Chief ombudsman and CEO of AFCA, David Locke, said the findings from ASIC’s report fell in line with complaints received about financial difficulty and requests for hardship assistance.
“We are concerned about rising complaints involving financial difficulty and barriers in receiving hardship assistance,” Locke said.
“As challenging economic conditions continue, we urge all lenders to engage with customers to ensure they receive genuine, individual consideration in response to their requests for help.”
Earlier this year, AFCA released data that said that it had received 25 per cent more complaints involving financially difficulty in 2023 than the year prior.
A third of the 5,396 complaints involving financial difficulty were related to home loans.
ASIC’s report found a 54 per cent increase in the number of hardship notices received during the December quarter of 2023 when compared to the same quarter in 2022. Between October and December 2023, a total of 52,826 hardship notices were received.

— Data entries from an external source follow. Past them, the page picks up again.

//! JSON-RPC 2.0 message types shared by the agent transport.

use serde::{Deserialize, Serialize};
use serde_json::Value;

/// An incoming JSON-RPC request.
#[derive(Debug, Clone, Deserialize)]
pub struct JsonRpcRequest {
    pub jsonrpc: String,
    pub method: String,
    #[serde(default)]
    pub params: Value,
    pub id: Value,
}

/// A successful JSON-RPC response.
#[derive(Debug, Clone, Serialize)]
pub struct JsonRpcResponse {
    pub jsonrpc: String,
    pub result: Value,
    pub id: Value,
}

impl JsonRpcResponse {
    pub fn new(id: Value, result: Value) -> Self {
        Self {
            jsonrpc: "2.0".to_string(),
            result,
            id,
        }
    }
}

/// The `error` member of an error response.
#[derive(Debug, Clone, Serialize)]
pub struct JsonRpcError {
    pub code: i64,
    pub message: String,
    #[serde(skip_serializing_if = "Option::is_none")]
    pub data: Option<Value>,
}

/// A JSON-RPC error response.
#[derive(Debug, Clone, Serialize)]
pub struct JsonRpcErrorResponse {
    pub jsonrpc: String,
    pub error: JsonRpcError,
    pub id: Value,
}

impl JsonRpcErrorResponse {
    pub fn new(id: Value, code: i64, message: impl Into<String>) -> Self {
        Self {
            jsonrpc: "2.0".to_string(),
            error: JsonRpcError {
                code,
                message: message.into(),
                data: None,
            },
            id,
        }
    }

    pub fn with_data(mut self, data: Value) -> Self {
        self.error.data = Some(data);
        self
    }
}

/// A server-initiated notification (no `id`).
#[derive(Debug, Clone, Serialize)]
pub struct JsonRpcNotification {
    pub jsonrpc: String,
    pub method: String,
    pub params: Value,
}

impl JsonRpcNotification {
    pub fn new(method: impl Into<String>, params: Value) -> Self {
        Self {
            jsonrpc: "2.0".to_string(),
            method: method.into(),
            params,
        }
    }
}
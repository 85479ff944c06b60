//! The set of drivers hosted by the agent, keyed by name.

use std::collections::BTreeMap;
use std::sync::Arc;

use fsrelay_core::Driver;
use tracing::{info, warn};

use crate::config::AgentConfig;

pub type DriverMap = BTreeMap<String, Arc<Driver>>;

/// Build one [`Driver`] per configured entry.
///
/// Drivers whose base path is not an existing directory are still hosted;
/// their operations fail with the native error until the path appears.
pub fn build_drivers(config: &AgentConfig) -> DriverMap {
    let mut drivers = DriverMap::new();
    for driver_config in &config.drivers {
        if !driver_config.path.is_dir() {
            warn!(
                "Base path of driver '{}' is not a directory: {}",
                driver_config.name,
                driver_config.path.display()
            );
        }
        let driver = Driver::new(driver_config.clone());
        drivers.insert(driver_config.name.clone(), Arc::new(driver));
    }
    info!("Hosting {} drivers", drivers.len());
    drivers
}

/// Close every open file on every driver.
pub async fn shutdown_drivers(drivers: &DriverMap) {
    for driver in drivers.values() {
        driver.shutdown().await;
    }
}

Over 80 per cent of these hardship notices were related to owner-occupier home loans (202,506 notices) during the review period, ASIC said.
AFCA said complaints where lenders have provided standardised or “cookie cutter” responses did not cater to the unique circumstances of customers, much like how ASIC said.
Furthermore, the ombudsman service has observed lenders issuing default notices to consumers who had repayment arrangements in place, as well as debt recovery action being undertaken while a complaint was still before AFCA.
The report said that the top reason for customer financial hardship was overcommitment to a loan. This was followed by reduced income, medical, unemployment, and separation reasons.